Can you find the lines of the listing that include "StatusCode" and copy every one?

**DATA FOR REVIEW**

==================================================

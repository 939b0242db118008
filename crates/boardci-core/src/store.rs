//! Durable storage of job records and stage transcripts.

use async_trait::async_trait;
use chrono::{DateTime, Utc};
use serde::{Deserialize, Serialize};
use std::time::Duration;

use crate::{JobDescriptor, JobIdentity, JobStatus, Result};

/// Persisted state of one job identity.
#[derive(Debug, Clone, Serialize, Deserialize)]
pub struct JobRecord {
    pub identity: JobIdentity,
    pub status: JobStatus,
    pub started_at: Option<DateTime<Utc>>,
    pub run_time: Option<Duration>,
    pub updated_at: DateTime<Utc>,
}

/// A stored stage transcript.
#[derive(Debug, Clone, Serialize, Deserialize)]
pub struct LogRecord {
    pub stage_name: String,
    pub transcript: String,
    pub created_at: DateTime<Utc>,
}

#[async_trait]
pub trait JobStore: Send + Sync {
    /// Remember the descriptor of a job so it can be restarted later.
    async fn register(&self, descriptor: &JobDescriptor) -> Result<()>;

    /// Upsert the status of a job. Entering `Running` also stamps `started_at`.
    async fn record(
        &self,
        identity: &JobIdentity,
        status: JobStatus,
        run_time: Option<Duration>,
    ) -> Result<()>;

    /// Append one stage transcript to the job's log archive.
    async fn append_log(&self, identity: &JobIdentity, stage_name: &str, transcript: &str)
    -> Result<()>;

    /// Drop logs left behind by a previous run of the same identity.
    async fn clear_logs(&self, identity: &JobIdentity) -> Result<()>;

    /// Transcripts of the latest run, in append order.
    async fn logs(&self, identity: &JobIdentity) -> Result<Vec<LogRecord>>;

    async fn get_descriptor(&self, identity: &JobIdentity) -> Result<Option<JobDescriptor>>;

    /// Resolve the full identity from the pair used in URLs.
    async fn find_identity(&self, unique_id: u64, commit_ref: &str)
    -> Result<Option<JobIdentity>>;

    async fn get_record(&self, identity: &JobIdentity) -> Result<Option<JobRecord>>;

    /// Most recently updated jobs first.
    async fn list_jobs(&self, limit: usize) -> Result<Vec<JobRecord>>;
}
//! Webhook endpoint for GitHub.

use axum::body::Bytes;
use axum::extract::State;
use axum::http::{HeaderMap, StatusCode};
use axum::routing::post;
use axum::{Json, Router};
use boardci_core::JobDescriptor;
use hmac::{Hmac, Mac};
use serde_json::{Value, json};
use sha2::Sha256;
use tracing::{info, warn};

use crate::AppState;
use crate::error::ApiError;

/// Pull request actions that produce a new job.
const BUILD_ACTIONS: &[&str] = &["opened", "synchronize", "reopened"];

pub fn router() -> Router<AppState> {
    Router::new().route("/github", post(github_webhook))
}

/// Handle GitHub webhook events.
async fn github_webhook(
    State(state): State<AppState>,
    headers: HeaderMap,
    body: Bytes,
) -> Result<(StatusCode, Json<Value>), ApiError> {
    let event_type = headers
        .get("X-GitHub-Event")
        .and_then(|v| v.to_str().ok())
        .unwrap_or("unknown");
    let delivery = headers
        .get("X-GitHub-Delivery")
        .and_then(|v| v.to_str().ok())
        .unwrap_or("-");

    if let Some(secret) = &state.webhook_secret {
        let signature = headers
            .get("X-Hub-Signature-256")
            .and_then(|v| v.to_str().ok());
        if !verify_github_signature(secret, &body, signature) {
            warn!(event = %event_type, %delivery, "Invalid webhook signature");
            return Err(ApiError::Unauthorized("invalid signature".to_string()));
        }
    }

    let payload: Value = serde_json::from_slice(&body)
        .map_err(|e| ApiError::BadRequest(format!("Invalid JSON: {}", e)))?;

    info!(event = %event_type, %delivery, "Received GitHub webhook");

    match event_type {
        "ping" => {
            info!("Ping event received - webhook is configured correctly");
            Ok((StatusCode::OK, Json(json!({ "status": "pong" }))))
        }
        "pull_request" => handle_pull_request(&state, &payload).await,
        _ => {
            info!(event = %event_type, "Unhandled event type");
            Ok((StatusCode::OK, Json(json!({ "status": "ignored" }))))
        }
    }
}

async fn handle_pull_request(
    state: &AppState,
    payload: &Value,
) -> Result<(StatusCode, Json<Value>), ApiError> {
    let action = payload
        .get("action")
        .and_then(|a| a.as_str())
        .unwrap_or_default();
    if !BUILD_ACTIONS.contains(&action) {
        info!(%action, "Ignoring pull request action");
        return Ok((StatusCode::OK, Json(json!({ "status": "ignored" }))));
    }

    let descriptor = JobDescriptor::from_github_payload(payload)
        .ok_or_else(|| ApiError::BadRequest("Incomplete pull_request payload".to_string()))?;

    info!(
        job = %descriptor.identity(),
        %action,
        branch = %descriptor.branch,
        "Queueing pull request"
    );

    let run_id = state.scheduler.submit(descriptor, false).await?;
    Ok((
        StatusCode::ACCEPTED,
        Json(json!({ "status": "queued", "run_id": run_id })),
    ))
}

/// Verify GitHub webhook signature.
pub fn verify_github_signature(secret: &str, body: &[u8], signature: Option<&str>) -> bool {
    let Some(signature) = signature else {
        return false;
    };

    // Signature format: "sha256=<hex>"
    let Some(sig_hex) = signature.strip_prefix("sha256=") else {
        return false;
    };

    let Ok(sig_bytes) = hex::decode(sig_hex) else {
        return false;
    };

    let Ok(mut mac) = Hmac::<Sha256>::new_from_slice(secret.as_bytes()) else {
        return false;
    };
    mac.update(body);

    mac.verify_slice(&sig_bytes).is_ok()
}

==================================================

**TASK RESPONSE**
use axum::http::{HeaderMap, StatusCode};
) -> Result<(StatusCode, Json<Value>), ApiError> {
            Ok((StatusCode::OK, Json(json!({ "status": "pong" }))))
            Ok((StatusCode::OK, Json(json!({ "status": "ignored" }))))
) -> Result<(StatusCode, Json<Value>), ApiError> {
        return Ok((StatusCode::OK, Json(json!({ "status": "ignored" }))));
        StatusCode::ACCEPTED,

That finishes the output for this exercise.